AFR created regular cone-shaped channels surrounded by a 70μm thin layer of thermally coagulated dermis, respectively. The cone is approximately 200μm in diameter at the opening and 1850μm in depth. Plum-blossom needle created irregular cone-shaped channels of approximately 180μm in diameter at the opening and it always drags a tail-which was shaped from the closed deeper channels. There was no porphyrin fluorescence in placebo cream or untreated skin sites. Plum-blossom needling followed by ALA application enhanced drug delivery with significantly higher porphyrin fluorescence at the edge of hole (P<0.005) and 100μm far from the hole (P=0.000) versus AFR followed by ALA application at skin depths of 120 and 500μm.
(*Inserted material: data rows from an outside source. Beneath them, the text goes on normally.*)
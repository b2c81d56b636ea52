//! BLE central-role session manager.
//!
//! Discovers nearby peripherals in time-bounded scan sessions, drives
//! per-device connection lifecycles with cooperative cancellation, and keeps
//! a lazy, per-connection catalog of GATT services and characteristics.
//!
//! The radio itself sits behind the [`RadioAdapter`] trait; a
//! [`btleplug`-backed implementation](infrastructure::btleplug::BtleplugRadio)
//! is provided, and tests substitute scripted adapters.
//!
//! [`RadioAdapter`]: infrastructure::adapter::RadioAdapter

pub mod domain;
pub mod error;
pub mod infrastructure;

pub use domain::models::{
    AdapterState, Advertisement, CharacteristicInfo, CharacteristicProps, ConnectionHandle,
    DeviceId, DeviceRecord, ScanStopReason, ServiceId, ServiceInfo, SessionEvent,
};
pub use domain::registry::{DeviceRegistry, Sighting};
pub use domain::settings::{LogSettings, SessionSettings, SettingsService};
pub use error::{AdapterError, SessionError};
pub use infrastructure::adapter::{AlwaysAllowed, PermissionGate, RadioAdapter, ScanEvent};
pub use infrastructure::bluetooth::connection::ConnectOutcome;
pub use infrastructure::bluetooth::{BleSession, SessionConfig};
pub use infrastructure::btleplug::BtleplugRadio;
//! Integration tests driving `BleSession` against a scripted radio adapter.

use async_trait::async_trait;
use parking_lot::Mutex;
use std::collections::{HashMap, HashSet};
use std::sync::atomic::{AtomicBool, AtomicUsize, Ordering};
use std::sync::Arc;
use std::time::Duration;
use tokio::sync::{mpsc, oneshot};
use uuid::Uuid;

use blescout::{
    AdapterError, AdapterState, Advertisement, AlwaysAllowed, BleSession, CharacteristicInfo,
    CharacteristicProps, ConnectOutcome, ConnectionHandle, DeviceId, PermissionGate, RadioAdapter,
    ScanEvent, ScanStopReason, ServiceId, ServiceInfo, SessionConfig, SessionError, SessionEvent,
};

const BATTERY: &str = "0000180f-0000-1000-8000-00805f9b34fb";
const HEART_RATE: &str = "0000180d-0000-1000-8000-00805f9b34fb";

#[derive(Default)]
struct MockInner {
    state: AdapterState,
    scan_tx: Option<mpsc::UnboundedSender<ScanEvent>>,
    state_subscribers: Vec<mpsc::UnboundedSender<AdapterState>>,
    next_handle: u64,
    gated: HashSet<DeviceId>,
    pending: HashMap<DeviceId, oneshot::Sender<Result<(), AdapterError>>>,
    gate_services: bool,
    pending_services: Option<oneshot::Sender<()>>,
    services: Vec<ServiceInfo>,
    characteristics: HashMap<ServiceId, Vec<CharacteristicInfo>>,
}

#[derive(Default)]
struct MockAdapter {
    inner: Mutex<MockInner>,
    connect_calls: AtomicUsize,
    cancel_calls: AtomicUsize,
    begin_scan_calls: AtomicUsize,
    end_scan_calls: AtomicUsize,
    service_calls: AtomicUsize,
    characteristic_calls: AtomicUsize,
    disconnect_calls: AtomicUsize,
    fail_disconnect: AtomicBool,
}
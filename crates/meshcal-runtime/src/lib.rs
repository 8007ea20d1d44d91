//! `meshcal-runtime` – Background Work & Process Plumbing
//!
//! Everything that runs outside the engine's single-context call flow.
//!
//! # Modules
//!
//! - [`bake_job`] – [`BakeJob`][bake_job::BakeJob]: rebuilds every
//!   landmark's canonical estimate from its full history on Tokio's blocking
//!   pool. Cancellable through a shared flag; commits under a single store
//!   lock and skips landmarks that changed since the snapshot.
//! - [`telemetry`] – [`init_tracing`][telemetry::init_tracing]: installs the
//!   `tracing` subscriber with an optional OTLP span exporter. Set
//!   `OTEL_EXPORTER_OTLP_ENDPOINT` to export spans to any OTLP collector.

pub mod bake_job;
pub mod telemetry;

pub use bake_job::{BakeHandle, BakeJob, BakeJobError, BakeReport};
pub use telemetry::{LogFormat, TracerProviderGuard, init_tracing};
Needling after ALA application presented higher porphyrin fluorescence at the edge of hole at skin depths of 120μm (P<0.005) and lower porphyrin fluorescence at 1000μm deep hole edge, and 100μm far from the hole at 120μm, 500μm and 1000μm depths versus AFR followed by ALA application (P<0.005). Skin massage after ALA application did not affect ALA-induced porphyrin fluorescence after pretreatment of plum-blossom needling or AFR. ALA application after plum-blossom needling was better than before plum-blossom needling. The clinical trial showed that the surface fluorescence intensity was stronger in needle-pretreated-lesion than in laser-pretreated-lesion. While the VAS pain score between needle treatment and laser treatment was almost the same.

CONCLUSIONS

Plum-blossom needling facilitates delivery of topical ALA into the dermis. It may help ALA to diffuse a little more broadly than AFR does in superficial dermis and obtain similar clinical effect with a much lower cost. Plum-blossom needling treatment appears to be a clinically practical and economical means for enhancing transdermal delivery of ALA, a photodynamic therapy drug, and presumably many other topical skin medications.